Artigo dominical

O rosto de Jesus
Dom Pedro José Conti, Bispo de Macapá

Um dia o monge Epifânio descobriu que tinha o dom de pintar belíssimos ícones. Queria pintar um que fosse a sua obra prima; queria pintar o rosto de Jesus. Mas onde encontrar um modelo certo que expressasse ao mesmo tempo, sofrimento e alegria, morte e ressurreição, divindade e humanidade? Epifânio não teve mais sossego, viajou a Europa toda perscrutando cada rosto. Nada. O rosto capaz de representar Jesus simplesmente não existia.

Uma noite, porém, quando estava repetindo as palavras do salmo: “A tua face, Senhor, eu procuro. Não me escondas o teu rosto…” pegou no sono. Teve um sonho. Um anjo o reconduzia junto às pessoas que havia encontrado e lhe mostrava um detalhe que tornava aquele rosto semelhante ao de Jesus: a alegria de uma jovem noiva, a inocência de uma criança, o sofrimento de um doente, o medo de um condenado, a bondade de uma mãe, o desânimo de um órfão, a severidade de um juiz, a hilaridade de um menestrel, a misericórdia de um padre, o rosto desfigurado de um leproso.

Epifânio voltou para o seu convento e começou a trabalhar. Um ano depois, o ícone estava pronto e o apresentou ao abade e aos confrades. Todos ficaram boquiabertos e caíram de joelhos. O rosto de Cristo era, simplesmente, maravilhoso; tocava o coração, questionava e alegrava. Inutilmente perguntaram a Epifânio quem tinha sido o modelo.

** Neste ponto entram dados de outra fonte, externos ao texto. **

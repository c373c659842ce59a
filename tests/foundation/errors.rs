//! Integration tests for error reporting

use coffer_foundation::{Entity, Error, ErrorContext, ErrorKind};

#[test]
fn errors_render_kind_and_context() {
    let err = Error::entity_not_alive(Entity::new(7)).with_context(
        ErrorContext::new().with_operation("destroy_entity"),
    );
    assert_eq!(
        format!("{err}"),
        "entity Entity(7) is not alive (in destroy_entity)"
    );
}

#[test]
fn error_kinds_are_comparable() {
    assert_eq!(Error::stale_handle(3).kind, ErrorKind::StaleHandle { slot: 3 });
    assert_ne!(Error::double_free(3).kind, Error::stale_handle(3).kind);
}

#[test]
fn errors_implement_std_error() {
    fn assert_error<E: std::error::Error>(_: &E) {}
    let err = Error::sentinel_entity();
    assert_error(&err);
    let boxed: Box<dyn std::error::Error> = Box::new(err);
    assert!(boxed.to_string().contains("sentinel"));
}

#[test]
fn capacity_error_names_component() {
    let err = Error::new(ErrorKind::CapacityExceeded {
        component: "Health".to_string(),
        capacity: 30,
    });
    assert_eq!(
        format!("{err}"),
        "pool for Health cannot grow past 30 chunks"
    );
}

Ainda hoje podemos somente imaginar o rosto de Jesus. Artistas, santos e poetas continuam livres para representá-lo por meio de todas as artes antigas e modernas. Cada um de nós pode fazer o mesmo. Todos podemos dizer que possuímos o “nosso rosto” de Jesus.  É aquele que fala ao nosso coração. Mas ninguém poderá dizer ter o único e definitivo retrato do Senhor, porque ele não cabe em nenhuma moldura, também se, ao mesmo tempo, deixa-se encontrar por todos. A busca nunca vai acabar. No entanto não é por isso que o conhecemos menos ao ponto de confundi-lo com outros. Os Magos acertaram e adoraram aquele Menino – e somente aquele – com Maria, sua mãe. No meio de tantos que iam receber o batismo de penitência de João Batista, o céu se abriu sobre Jesus – e somente sobre ele – e a voz do Pai falou: “Tu és o meu Filho amado, em ti ponho o meu benquerer”.

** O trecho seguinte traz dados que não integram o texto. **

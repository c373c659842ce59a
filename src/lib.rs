//! Coffer - slab-backed entity/component storage
//!
//! This crate re-exports all layers of the coffer system for convenient access.
//! For detailed documentation, see the individual layer crates.
//!
//! # Architecture
//!
//! ```text
//! Layer 1: coffer_storage    — Slab pools, entity registry, views
//! Layer 0: coffer_foundation — Core types (Entity, TypeDescriptor, Error)
//! ```
//!
//! # Example
//!
//! ```
//! use coffer::storage::Registry;
//!
//! struct Position(f32, f32);
//! struct Velocity(f32, f32);
//!
//! let mut registry = Registry::new();
//! let e = registry.create_entity();
//! registry.create_component(e, Position(0.0, 0.0)).unwrap();
//! registry.create_component(e, Velocity(1.0, 0.5)).unwrap();
//!
//! let view = registry.view::<(Position, Velocity)>();
//! for (entity, (pos, vel)) in view.matches() {
//!     assert_eq!(entity, e);
//!     assert_eq!(pos.0 + vel.0, 1.0);
//! }
//! ```

pub use coffer_foundation as foundation;
pub use coffer_storage as storage;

Se for verdade que podemos fazer obras de arte diferentes sobre Jesus, ele, no entanto, continua o único Filho amado pelo Pai, da manjedoura de Belém até a cruz e o túmulo vazio da Páscoa. Nós cristãos acreditamos que o único Deus verdadeiro se fez conhecer, em sua plenitude, em Jesus. João na sua primeira carta escreve: “Todo aquele que nega o Filho também não possui o Pai. Quem confessa o Filho possui também o Pai” (1 Jo 2,23) e na segunda: “Todo aquele que se adianta e não permanece na doutrina de Cristo, não possui a Deus. Aquele que permanece na doutrina, esse possui o Pai e o Filho” (2 Jo 9).

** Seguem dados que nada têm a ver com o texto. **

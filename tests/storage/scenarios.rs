//! End-to-end lifecycle scenarios
//!
//! Entity destruction sweeping pools, LIFO reuse, and pool identity.

use std::cell::Cell;
use std::rc::Rc;

use coffer_foundation::Entity;
use coffer_storage::Registry;

use crate::common::{DropCounter, init_logging};

#[derive(Debug, PartialEq)]
struct Tag(u64);

#[derive(Debug, PartialEq)]
struct Left(u32);

#[derive(Debug, PartialEq)]
struct Right(u32);

// =============================================================================
// Destroying a component-holding entity
// =============================================================================

#[test]
fn destroy_seventh_of_ten() {
    init_logging();
    let mut registry = Registry::new();
    let entities: Vec<_> = (0..10).map(|_| registry.create_entity()).collect();
    let mut slots = Vec::new();
    for (i, e) in entities.iter().enumerate() {
        let handle = registry.create_component(*e, Tag(i as u64)).unwrap();
        slots.push(handle.slot());
    }

    registry.destroy_entity(entities[7]).unwrap();

    let table = registry.entities();
    assert_eq!(table[7], Entity::SENTINEL);
    for i in (0..10).filter(|i| *i != 7) {
        assert_eq!(table[i], Entity::new(i as u64));
        assert_eq!(
            registry.get_component::<Tag>(entities[i]).unwrap(),
            Some(&Tag(i as u64))
        );
    }

    let pool = registry.get_pool::<Tag>().unwrap();
    assert_eq!(pool.owner_of(slots[7]), Some(Entity::SENTINEL));
    assert!(registry.get_component::<Tag>(entities[7]).unwrap().is_none());
}

#[test]
fn destruction_runs_destructor_exactly_once() {
    init_logging();
    let drops = Rc::new(Cell::new(0));
    let mut registry = Registry::new();
    let e = registry.create_entity();
    let handle = registry.create_component(e, DropCounter::new(1, &drops)).unwrap();

    registry.destroy_entity(e).unwrap();
    assert_eq!(drops.get(), 1);

    let pool = registry.get_pool::<DropCounter>().unwrap();
    assert_eq!(pool.owner_of(handle.slot()), Some(Entity::SENTINEL));
    assert!(registry.get_component::<DropCounter>(e).unwrap().is_none());

    drop(registry);
    assert_eq!(drops.get(), 1);
}

// =============================================================================
// Id and chunk reuse
// =============================================================================

#[test]
fn destroyed_id_is_reused_before_new_ids() {
    init_logging();
    let mut registry = Registry::new();
    let entities: Vec<_> = (0..5).map(|_| registry.create_entity()).collect();

    registry.destroy_entity(entities[2]).unwrap();
    assert_eq!(registry.create_entity(), entities[2]);
    assert_eq!(registry.create_entity(), Entity::new(5));
}

#[test]
fn chunk_reuse_is_lifo_across_entities() {
    init_logging();
    let mut registry = Registry::new();
    let entities: Vec<_> = (0..4).map(|_| registry.create_entity()).collect();
    let handles: Vec<_> = entities
        .iter()
        .map(|e| registry.create_component(*e, Tag(e.id())).unwrap())
        .collect();

    registry.destroy_entity(entities[0]).unwrap();
    registry.destroy_entity(entities[3]).unwrap();

    let a = registry.create_entity();
    let ha = registry.create_component(a, Tag(100)).unwrap();
    assert_eq!(ha.slot(), handles[3].slot());

    let b = registry.create_entity();
    let hb = registry.create_component(b, Tag(200)).unwrap();
    assert_eq!(hb.slot(), handles[0].slot());

    let pool = registry.get_pool::<Tag>().unwrap();
    assert_eq!(pool.owner_of(ha.slot()), Some(a));
    assert_eq!(pool.owner_of(hb.slot()), Some(b));
    assert_eq!(pool.capacity(), 30);
}

// =============================================================================
// Pool identity
// =============================================================================

#[test]
fn equal_size_types_never_share_a_pool() {
    init_logging();
    let mut registry = Registry::new();
    let e = registry.create_entity();
    registry.create_component(e, Left(1)).unwrap();
    registry.create_component(e, Right(2)).unwrap();

    let left = registry.get_pool::<Left>().unwrap();
    let right = registry.get_pool::<Right>().unwrap();
    assert_eq!(left.type_size(), right.type_size());
    assert_ne!(left.id(), right.id());
    assert_eq!(left.live_count(), 1);
    assert_eq!(right.live_count(), 1);
    assert_eq!(registry.get_component::<Left>(e).unwrap(), Some(&Left(1)));
    assert_eq!(registry.get_component::<Right>(e).unwrap(), Some(&Right(2)));
}

#[test]
fn unrelated_pool_does_not_exist_until_used() {
    let mut registry = Registry::new();
    let e = registry.create_entity();
    registry.create_component(e, Left(1)).unwrap();

    assert!(registry.get_pool::<Left>().is_some());
    assert!(registry.get_pool::<Right>().is_none());
}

Por que tanta insistência nessas citações? Porque estamos vivendo o Ano da Fé e, desde a sua abertura, os católicos são convidados a decorar e rezar os Símbolos de nossa fé: os “credos”. Afinal eles são a ampliação da fórmula do batismo cristão, obedecendo à ordem de Jesus de batizar em nome do Pai, do Filho e do Espírito Santo (cf. Mt 28,19). Lembram-nos o que afirmamos e acreditamos do Pai, do Filho e do Espírito Santo. Ao mesmo tempo, porém, defendem-nos de afirmações erradas, de proclamações que não tem nada a ver com a fé cristã. Uma maneira para nos alertar dos “falsários”, antigos e modernos, daquelas obras de arte que são as “profissões da fé”, os credos, e que nos foram transmitidas de geração em geração. Quem afirmar algo diferente, portanto, está falando de outro Jesus, talvez de outro Deus, é bom sabê-lo.

Podemos continuar a busca por um modelo do rosto de Jesus, mas que bom se ao rezarmos o Credo, ao professarmos sinceramente a nossa fé, caímos de joelho e ficamos admirados e atraídos pelo nosso Deus, agradecidos por ter enviado o seu Filho amado, que, ainda hoje, podemos encontrar, conhecer, amar e seguir.